You can ask but I'm not about to confess to a crime in a public forum.

Aside from that, thanks for your contribution.


----------



## Brick Top (Sep 9, 2009)

RickWhite said:


> I've heard the anecdotal testimony that harvest should occur when trichomes are 50% amber and that this produces a more couch lock stone.
> 
> Here is why I think this is BS. There is an entire body of science regarding the effect of light passed through a substance and why it demonstrates a given color.
> 
> ...


 
Possibly something below will help you with your theory. 
 


Trichomes 

Trichomes are small appendages that look like hairs. They are produced by marijuana, and other plants. Female marijuana plants produce certain trichomes that are a rich source of THC. These trichomes can be found in their largest concentration on the buds. They start out clear, turn a milky color, then turn amber (light brown). 

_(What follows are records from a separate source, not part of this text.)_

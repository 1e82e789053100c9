mod model;
mod parser;

pub use parser::parse;

pub mod prelude {
    pub use super::model::{DockerfileModel, Instruction, Stage};
}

The trichomes in picture 1 are clear. After the plant has flowered for a few weeks, the trichomes start to turn a milky color (picture 2). After a few more weeks, they will be totally milky in color. In the later stages of flowering, trichomes will turn to a light brown color (picture 3). The amount of time required to get to this point depends on the marijuana strain and the growing conditions. 

In picture 2 you can see the stems have started to turn from a clear color to a milky translucent color. For maximum THC content and a more cerebral and energetic high, harvest your plants when a majority of the trichomes on the plants in your garden are a fully milky translucent color. 

You can wait until most of the trichomes have started to turn amber, but the resulting marijuana will produce more of a sleepy body stone than it would if plants were harvested earlier. The trichome in picture 3 is about 90% amber, with just a trace of the milky translucent color it previously possessed. 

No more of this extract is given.